Como nascem os mitos femininos? Uma lutadora, guerreira, alguém que defendeu os seus e suas terras, que lutou contra opressões, que foi até onde nenhuma outra mulher havia ido antes, que desafiou o poder instituído pelos homens e por Deus. Um Deus branco.
Uma lenda que viveu cercada de pessoas, que foi amada e admirada, querida em casas, ilês, quilombos, teatros e ruas. Reinos inteiros com fronteiras reais e imaginárias dirigidos por mulheres feiticeiras que negociavam, vendiam, compravam, seduziam, plantavam e colhiam. Abriam mão dos detalhes, para não ceder no principal.
Era uma vez uma lenda, e três lendárias mulheres pretas me marcaram a semana passada.
Em Angola não há quem não conheça a Rainha Nzinga Mbandi, talvez só menos retratada em pinturas, estátuas e histórias lendárias que Agostinho Neto. Nzinga foi na verdade a grande monarca do Ndongo e da Matamba, e de Angola, antes de Angola existir.
Apesar de seis anos por aqui, só semana passada assisti à peça “A segunda conversão de Nzinga Mbandi”, da escritora Ana Andrade. No fim do ano passado conheci na mesa do bar o filho de Ana, Oluali. Na carona de volta pra casa, um trajeto curto, ele me contou (e encantou) com orgulho sobre a peça da mãe. Falava de uma Nzinga pouco narrada, uma Nzinga idosa, que precisava ceder ainda mais aos portugueses. A Nzinga que negociou a devolução da irmã, que vendeu inimigos, que se converteu ao cristianismo por estratégia e por amor às suas terras, aos seus, a si mesmo e ao poder. Uma lenda tão humana quanto mito. Tanto que, depois de sua morte, já aos 80 anos, o reino mudou de nome e passa a se chamar Reino de Nzinga.
Curioso ter sido o teatro esta semana que me tocou tanto porque foi nele que viveu a maior parte do tempo a senhora-diva-mito Léa Garcia. Ela contava que foi nos palcos sua estreia e consagração. O que seria de nós sem o Teatro Experimental do Negro e o que seria do Teatro Experimental do Negro sem Léa? Assim como Nzinga, Léa é um referencial, é uma das primeiras em tudo o que realizou e conquistou. Eu só fui mesmo conhecê-la em “Filhas do vento”, um épico familiar do cineasta Joelzito Araújo. Ju, interpretada por Léa, era a minha preferida. Lembrava minha tia Kelly, tinha sexualidade, leveza e piada, apesar das dores. Parecia ser uma mulher de sorte. A sorte de ficar, porque também era um filme sobre terras e sobre tudo o que nos conecta, para além do sangue. É um filme sobre ciclos, sobre histórias que se repetem e fios que cortamos pelo caminho, para que as dores não se repitam mais.

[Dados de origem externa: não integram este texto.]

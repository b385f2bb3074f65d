//! Delegation cycle detection.
//!
//! Tracks the (from, to, context) edges a session has emitted so the
//! dispatch loop can spot a persona pair bouncing the same task back and
//! forth. An edge counts as a repeat when the same pair occurred within the
//! last three turns and the payload is substantively the same: identical
//! after whitespace collapse, or normalized Levenshtein similarity of at
//! least 0.9.

use strsim::normalized_levenshtein;

use conclave_core::persona::PersonaRole;

/// How far back (in turns) a repeated edge still counts as a loop.
const EDGE_WINDOW_TURNS: u32 = 3;

/// Payload similarity threshold for the loop heuristic.
const SIMILARITY_THRESHOLD: f64 = 0.9;

/// One recorded delegation hand-off.
#[derive(Debug, Clone)]
struct DelegationEdge {
    turn: u32,
    from: PersonaRole,
    to: PersonaRole,
    signature: String,
}

/// Session-local record of delegation edges.
#[derive(Debug, Default)]
pub struct DelegationTracker {
    edges: Vec<DelegationEdge>,
}

impl DelegationTracker {
    pub fn new() -> Self {
        Self::default()
    }

    /// Returns true when the edge repeats a recent, substantively identical
    /// hand-off. Call before `record` for the current turn.
    pub fn is_loop(&self, turn: u32, from: PersonaRole, to: PersonaRole, context: &str) -> bool {
        let signature = collapse(context);
        self.edges
            .iter()
            .filter(|edge| edge.from == from && edge.to == to)
            .filter(|edge| turn.saturating_sub(edge.turn) <= EDGE_WINDOW_TURNS)
            .any(|edge| similar(&edge.signature, &signature))
    }

    /// Records an emitted edge in the persona history.
    pub fn record(&mut self, turn: u32, from: PersonaRole, to: PersonaRole, context: &str) {
        self.edges.push(DelegationEdge {
            turn,
            from,
            to,
            signature: collapse(context),
        });
    }
}

fn collapse(text: &str) -> String {
    text.split_whitespace().collect::<Vec<_>>().join(" ")
}

fn similar(a: &str, b: &str) -> bool {
    if a == b {
        return true;
    }
    normalized_levenshtein(a, b) >= SIMILARITY_THRESHOLD
}

#[cfg(test)]
mod tests {
    use super::*;

    #[test]
    fn test_identical_payload_within_window_is_loop() {
        let mut tracker = DelegationTracker::new();
        tracker.record(1, PersonaRole::Coordinator, PersonaRole::SeniorDeveloper, "build it");
        assert!(tracker.is_loop(
            3,
            PersonaRole::Coordinator,
            PersonaRole::SeniorDeveloper,
            "build   it"
        ));
    }

    #[test]
    fn test_old_edge_outside_window_is_not_loop() {
        let mut tracker = DelegationTracker::new();
        tracker.record(1, PersonaRole::Coordinator, PersonaRole::SeniorDeveloper, "build it");
        assert!(!tracker.is_loop(
            5,
            PersonaRole::Coordinator,
            PersonaRole::SeniorDeveloper,
            "build it"
        ));
    }

    #[test]
    fn test_different_pair_is_not_loop() {
        let mut tracker = DelegationTracker::new();
        tracker.record(1, PersonaRole::Coordinator, PersonaRole::SeniorDeveloper, "build it");
        assert!(!tracker.is_loop(
            2,
            PersonaRole::Coordinator,
            PersonaRole::JuniorDeveloper,
            "build it"
        ));
    }

    #[test]
    fn test_near_identical_payload_is_loop() {
        let mut tracker = DelegationTracker::new();
        let context = "please implement the authentication endpoint for the API";
        let near = "please implement the authentication endpoint for the API.";
        tracker.record(1, PersonaRole::Coordinator, PersonaRole::SeniorDeveloper, context);
        assert!(tracker.is_loop(2, PersonaRole::Coordinator, PersonaRole::SeniorDeveloper, near));
    }

    #[test]
    fn test_substantively_different_payload_is_not_loop() {
        let mut tracker = DelegationTracker::new();
        tracker.record(1, PersonaRole::Coordinator, PersonaRole::SeniorDeveloper, "design the schema");
        assert!(!tracker.is_loop(
            2,
            PersonaRole::Coordinator,
            PersonaRole::SeniorDeveloper,
            "write the integration tests"
        ));
    }
}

Então como, como deixamos mais uma ialorixá ser morta? Como continuamos a deixar que as histórias se repitam? Como ainda deixamos que, por séculos, mulheres sejam assassinadas por disputas de terra e por racismo? Em 1629, os portugueses atacaram o quilombo de Nzinga. Kafuxi, sua irmã, foi capturada e afogada em Luanda. Em 2023, Mãe Bernadete teve sua casa invadida, dentro das terras do Quilombo Pitanga dos Palmares, e foi morta a tiros. São tantas as camadas dessas histórias, são os nós que nos contam, são as reedições de quem pode ser morto como se fosse nada, num genocídio ancestral.
Uma das cenas mais bonitas do espetáculo é, sem dúvida, a “possessão” de Nzinga, com uma vigorosa interpretação. Depois, Mokambo, a irmã que consegue voltar, a ajuda a vestir e lhe entrega o seu machado. Para mim, não existe nenhuma explicação sobre termos sobrevivido (e vivido) a tudo isso que não passe pelo espiritual. Nada no mundo físico pode explicar o motivo de continuarmos aqui e permanecermos criando tanta beleza em meio a tamanha violência. É na força do machado que acreditavam Léa, Nzinga e Mãe Bernadete, que acreditamos. Um machado espiritual, mas também físico, que não se cala até que a justiça seja feita.